■ THE TASK: The required result is each line of the entries below containing the string "GzDecoder".
(SUPPLIED RECORDS begins)
//! Integration tests for gale

use async_trait::async_trait;
use object_store::PutPayload;
use object_store::path::Path;
use std::collections::VecDeque;
use std::sync::{Arc, Mutex};
use tempfile::TempDir;
use tokio_util::sync::CancellationToken;

use gale::config::{Config, FeedConfig, IngestConfig, MetricsConfig, StoreConfig};
use gale::cursor::{Cursor, resolve_cursor};
use gale::error::{FeedError, IngestError};
use gale::feed::{EventSource, FeedConnector, FeedEvent, FeedPoll};
use gale::ingestor::Ingestor;
use gale::storage::{StorageProvider, StorageProviderRef, list_chunk_keys};

/// Yields queued polls, then reports the stream as ended.
struct ScriptedSource {
    polls: VecDeque<FeedPoll>,
}

#[async_trait]
impl EventSource for ScriptedSource {
    async fn next_event(&mut self) -> Result<FeedPoll, FeedError> {
        Ok(self.polls.pop_front().unwrap_or(FeedPoll::StreamEnded))
    }
}

/// Hands out one scripted subscription per cycle and records the cursor
/// each subscription was opened at.
struct ScriptedFeed {
    cycles: Mutex<VecDeque<Vec<FeedPoll>>>,
    cursors_seen: Mutex<Vec<Option<String>>>,
}

impl ScriptedFeed {
    fn new(cycles: Vec<Vec<FeedPoll>>) -> Arc<Self> {
        Arc::new(Self {
            cycles: Mutex::new(cycles.into()),
            cursors_seen: Mutex::new(Vec::new()),
        })
    }

    fn cursors_seen(&self) -> Vec<Option<String>> {
        self.cursors_seen.lock().unwrap().clone()
    }
}

#[async_trait]
impl FeedConnector for ScriptedFeed {
    async fn connect(&self, cursor: Option<&Cursor>) -> Result<Box<dyn EventSource>, FeedError> {
        self.cursors_seen
            .lock()
            .unwrap()
            .push(cursor.map(|c| c.as_str().to_string()));

        let polls = self.cycles.lock().unwrap().pop_front().unwrap_or_default();
        Ok(Box::new(ScriptedSource {
            polls: polls.into(),
        }))
    }
}

fn event(time_us: i64) -> FeedPoll {
    FeedPoll::Event(FeedEvent::from_raw(format!(
        r#"{{"did":"did:plc:test","kind":"commit","time_us":{time_us}}}"#
    )))
}

fn event_without_timestamp() -> FeedPoll {
    FeedPoll::Event(FeedEvent::from_raw(
        r#"{"did":"did:plc:test","kind":"identity"}"#.to_string(),
    ))
}

fn test_config(store: &TempDir, staging: &TempDir, max_messages: usize) -> Config {
    Config {
        store: StoreConfig {
            path: store.path().to_str().unwrap().to_string(),
            storage_options: Default::default(),
        },
        feed: FeedConfig::default(),
        ingest: IngestConfig {
            max_messages,
            staging_dir: staging.path().to_str().unwrap().to_string(),
            seed_cursor: None,
            from_live_tip: false,
        },
        metrics: MetricsConfig {
            enabled: false,
            address: String::new(),
        },
    }
}

async fn storage_for(dir: &TempDir) -> StorageProviderRef {
    Arc::new(
        StorageProvider::for_url(dir.path().to_str().unwrap())
            .await
            .unwrap(),
    )
}

async fn seed_chunk(storage: &StorageProvider, cursor: &str) {
    storage
        .put_payload(
            &Path::from(format!("{cursor}.csv.gz")),
            PutPayload::from_static(b"seed"),
        )
        .await
        .unwrap();
}

mod loop_scenarios {
    use super::*;

    /// MAX_MESSAGES=3, stream yields time_us [100,200,300] then closes:
    /// the full batch exports as 300.csv.gz and the next cycle resolves
    /// cursor 300.
    #[tokio::test]
    async fn full_batch_exports_and_advances_cursor() {
        let store_dir = TempDir::new().unwrap();
        let staging_dir = TempDir::new().unwrap();
        let storage = storage_for(&store_dir).await;
        seed_chunk(&storage, "000").await;

        let feed = ScriptedFeed::new(vec![
            vec![event(100), event(200), event(300)],
            vec![], // second cycle: stream immediately ends
        ]);

        let mut ingestor = Ingestor::with_parts(
            test_config(&store_dir, &staging_dir, 3),
            storage.clone(),
            feed.clone(),
            CancellationToken::new(),
        );
        let stats = ingestor.run().await.unwrap();

        assert_eq!(
            list_chunk_keys(&storage).await.unwrap(),
            vec!["000.csv.gz", "300.csv.gz"]
        );
        assert_eq!(
            feed.cursors_seen(),
            vec![Some("000".to_string()), Some("300".to_string())]
        );
        assert_eq!(stats.cycles, 2);
        assert_eq!(stats.events_received, 3);
        assert_eq!(stats.chunks_exported, 1);
    }

    /// Stream yields 2 events then closes with MAX_MESSAGES=5: one export
    /// attempt for those 2 events, then the loop stops.
    #[tokio::test]
    async fn short_batch_gets_final_export_then_stops() {
        let store_dir = TempDir::new().unwrap();
        let staging_dir = TempDir::new().unwrap();
        let storage = storage_for(&store_dir).await;
        seed_chunk(&storage, "000").await;

        let feed = ScriptedFeed::new(vec![vec![event(100), event(200)]]);

        let mut ingestor = Ingestor::with_parts(
            test_config(&store_dir, &staging_dir, 5),
            storage.clone(),
            feed.clone(),
            CancellationToken::new(),
        );
        let stats = ingestor.run().await.unwrap();

        assert_eq!(
            list_chunk_keys(&storage).await.unwrap(),
            vec!["000.csv.gz", "200.csv.gz"]
        );
        assert_eq!(feed.cursors_seen(), vec![Some("000".to_string())]);
        assert_eq!(stats.cycles, 1);
        assert_eq!(stats.chunks_exported, 1);
    }

    /// An empty store with no seed policy stops the loop before the feed
    /// is ever contacted.
    #[tokio::test]
    async fn empty_store_halts_before_consuming() {
        let store_dir = TempDir::new().unwrap();
        let staging_dir = TempDir::new().unwrap();
        let storage = storage_for(&store_dir).await;

        let feed = ScriptedFeed::new(vec![vec![event(100)]]);

        let mut ingestor = Ingestor::with_parts(
            test_config(&store_dir, &staging_dir, 5),
            storage.clone(),
            feed.clone(),
            CancellationToken::new(),
        );
        let stats = ingestor.run().await.unwrap();

        assert!(feed.cursors_seen().is_empty());
        assert_eq!(stats.events_received, 0);
        assert!(list_chunk_keys(&storage).await.unwrap().is_empty());
    }

    /// An empty store with a seed cursor consumes from the seed.
    #[tokio::test]
    async fn seed_cursor_bootstraps_empty_store() {
        let store_dir = TempDir::new().unwrap();
        let staging_dir = TempDir::new().unwrap();
        let storage = storage_for(&store_dir).await;

        let feed = ScriptedFeed::new(vec![vec![event(100), event(200)]]);

        let mut config = test_config(&store_dir, &staging_dir, 5);
        config.ingest.seed_cursor = Some("050".to_string());

        let mut ingestor = Ingestor::with_parts(
            config,
            storage.clone(),
            feed.clone(),
            CancellationToken::new(),
        );
        ingestor.run().await.unwrap();

        assert_eq!(feed.cursors_seen(), vec![Some("050".to_string())]);
        assert_eq!(
            list_chunk_keys(&storage).await.unwrap(),
            vec!["200.csv.gz"]
        );
    }

    /// With from_live_tip, an empty store connects with no cursor.
    #[tokio::test]
    async fn live_tip_connects_without_cursor() {
        let store_dir = TempDir::new().unwrap();
        let staging_dir = TempDir::new().unwrap();
        let storage = storage_for(&store_dir).await;

        let feed = ScriptedFeed::new(vec![vec![event(100)]]);

        let mut config = test_config(&store_dir, &staging_dir, 5);
        config.ingest.from_live_tip = true;

        let mut ingestor = Ingestor::with_parts(
            config,
            storage.clone(),
            feed.clone(),
            CancellationToken::new(),
        );
        ingestor.run().await.unwrap();

        assert_eq!(feed.cursors_seen(), vec![None]);
        assert_eq!(
            list_chunk_keys(&storage).await.unwrap(),
            vec!["100.csv.gz"]
        );
    }

    /// A cycle that receives nothing exports nothing.
    #[tokio::test]
    async fn empty_batch_short_circuits_export() {
        let store_dir = TempDir::new().unwrap();
        let staging_dir = TempDir::new().unwrap();
        let storage = storage_for(&store_dir).await;
        seed_chunk(&storage, "000").await;

        let feed = ScriptedFeed::new(vec![vec![]]);

        let mut ingestor = Ingestor::with_parts(
            test_config(&store_dir, &staging_dir, 5),
            storage.clone(),
            feed.clone(),
            CancellationToken::new(),
        );
        let stats = ingestor.run().await.unwrap();

        assert_eq!(stats.chunks_exported, 0);
        assert_eq!(
            list_chunk_keys(&storage).await.unwrap(),
            vec!["000.csv.gz"]
        );
    }

    /// A batch whose last event lacks time_us aborts the run with an
    /// export error and leaves no new chunk behind.
    #[tokio::test]
    async fn malformed_batch_fails_the_run() {
        let store_dir = TempDir::new().unwrap();
        let staging_dir = TempDir::new().unwrap();
        let storage = storage_for(&store_dir).await;
        seed_chunk(&storage, "000").await;

        let feed = ScriptedFeed::new(vec![vec![event(100), event_without_timestamp()]]);

        let mut ingestor = Ingestor::with_parts(
            test_config(&store_dir, &staging_dir, 5),
            storage.clone(),
            feed.clone(),
            CancellationToken::new(),
        );
        let err = ingestor.run().await.unwrap_err();

        assert!(matches!(err, IngestError::ExportFailed { .. }));
        assert_eq!(
            list_chunk_keys(&storage).await.unwrap(),
            vec!["000.csv.gz"]
        );
    }

    /// Cancellation before a cycle discards the partial batch instead of
    /// exporting it.
    #[tokio::test]
    async fn cancellation_discards_partial_batch() {
        let store_dir = TempDir::new().unwrap();
        let staging_dir = TempDir::new().unwrap();
        let storage = storage_for(&store_dir).await;
        seed_chunk(&storage, "000").await;

        let feed = ScriptedFeed::new(vec![vec![event(100), event(200), event(300)]]);

        let shutdown = CancellationToken::new();
        shutdown.cancel();

        let mut ingestor = Ingestor::with_parts(
            test_config(&store_dir, &staging_dir, 5),
            storage.clone(),
            feed.clone(),
            shutdown,
        );
        let stats = ingestor.run().await.unwrap();

        assert_eq!(stats.chunks_exported, 0);
        assert_eq!(
            list_chunk_keys(&storage).await.unwrap(),
            vec!["000.csv.gz"]
        );
    }
}

mod resumption {
    use super::*;

    /// Resolving immediately after an export yields exactly the cursor the
    /// chunk was named from.
    #[tokio::test]
    async fn resolve_after_export_roundtrips_cursor() {
        let store_dir = TempDir::new().unwrap();
        let staging_dir = TempDir::new().unwrap();
        let storage = storage_for(&store_dir).await;
        seed_chunk(&storage, "1733000000000000").await;

        let feed = ScriptedFeed::new(vec![vec![
            event(1733000000000100),
            event(1733000000000200),
        ]]);

        let mut ingestor = Ingestor::with_parts(
            test_config(&store_dir, &staging_dir, 5),
            storage.clone(),
            feed.clone(),
            CancellationToken::new(),
        );
        ingestor.run().await.unwrap();

        let resolved = resolve_cursor(&storage).await.unwrap().unwrap();
        assert_eq!(resolved, Cursor::from_micros(1733000000000200));
    }

    /// A restarted process picks up exactly where the previous run's last
    /// durable chunk left off.
    #[tokio::test]
    async fn restart_resumes_from_last_chunk() {
        let store_dir = TempDir::new().unwrap();
        let staging_dir = TempDir::new().unwrap();
        let storage = storage_for(&store_dir).await;
        seed_chunk(&storage, "000").await;

        // First run exports one full batch, then is stopped by a feed that
        // yields nothing.
        let feed = ScriptedFeed::new(vec![vec![event(100), event(200)], vec![]]);
        let mut first = Ingestor::with_parts(
            test_config(&store_dir, &staging_dir, 2),
            storage.clone(),
            feed,
            CancellationToken::new(),
        );
        first.run().await.unwrap();

        // Second run (fresh process) must resume at 200.
        let feed = ScriptedFeed::new(vec![vec![event(300)]]);
        let mut second = Ingestor::with_parts(
            test_config(&store_dir, &staging_dir, 5),
            storage.clone(),
            feed.clone(),
            CancellationToken::new(),
        );
        second.run().await.unwrap();

        assert_eq!(feed.cursors_seen(), vec![Some("200".to_string())]);
        assert_eq!(
            list_chunk_keys(&storage).await.unwrap(),
            vec!["000.csv.gz", "200.csv.gz", "300.csv.gz"]
        );
    }

    /// Staging leaves nothing behind once a run finishes, regardless of
    /// how many cycles ran.
    #[tokio::test]
    async fn staging_dir_empty_after_run() {
        let store_dir = TempDir::new().unwrap();
        let staging_dir = TempDir::new().unwrap();
        let storage = storage_for(&store_dir).await;
        seed_chunk(&storage, "000").await;

        let feed = ScriptedFeed::new(vec![vec![event(100), event(200)], vec![event(300)]]);

        let mut ingestor = Ingestor::with_parts(
            test_config(&store_dir, &staging_dir, 2),
            storage.clone(),
            feed,
            CancellationToken::new(),
        );
        ingestor.run().await.unwrap();

        let leftovers: Vec<_> = std::fs::read_dir(staging_dir.path())
            .unwrap()
            .filter_map(|e| e.ok())
            .collect();
        assert!(leftovers.is_empty(), "staging files leaked: {leftovers:?}");
    }
}

mod chunk_format {
    use super::*;
    use flate2::read::GzDecoder;
    use std::io::Read;

    /// Exported chunks decompress to a one-column CSV whose rows are the
    /// original JSON records, in arrival order.
    #[tokio::test]
    async fn chunk_rows_match_received_events() {
        let store_dir = TempDir::new().unwrap();
        let staging_dir = TempDir::new().unwrap();
        let storage = storage_for(&store_dir).await;
        seed_chunk(&storage, "000").await;

        let feed = ScriptedFeed::new(vec![vec![event(100), event(200)]]);

        let mut ingestor = Ingestor::with_parts(
            test_config(&store_dir, &staging_dir, 5),
            storage.clone(),
            feed,
            CancellationToken::new(),
        );
        ingestor.run().await.unwrap();

        let compressed = storage.get("200.csv.gz").await.unwrap();
        let mut decompressed = String::new();
        GzDecoder::new(compressed.as_ref())
            .read_to_string(&mut decompressed)
            .unwrap();

        let mut reader = csv::Reader::from_reader(decompressed.as_bytes());
        assert_eq!(
            reader.headers().unwrap().iter().collect::<Vec<_>>(),
            vec!["data"]
        );

        let rows: Vec<String> = reader
            .records()
            .map(|r| r.unwrap().get(0).unwrap().to_string())
            .collect();
        assert_eq!(rows.len(), 2);
        assert!(rows[0].contains(r#""time_us":100"#));
        assert!(rows[1].contains(r#""time_us":200"#));
    }
}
(SUPPLIED RECORDS ends)
■ SOLUTION TO THIS PROBLEM:
    use flate2::read::GzDecoder;
        GzDecoder::new(compressed.as_ref())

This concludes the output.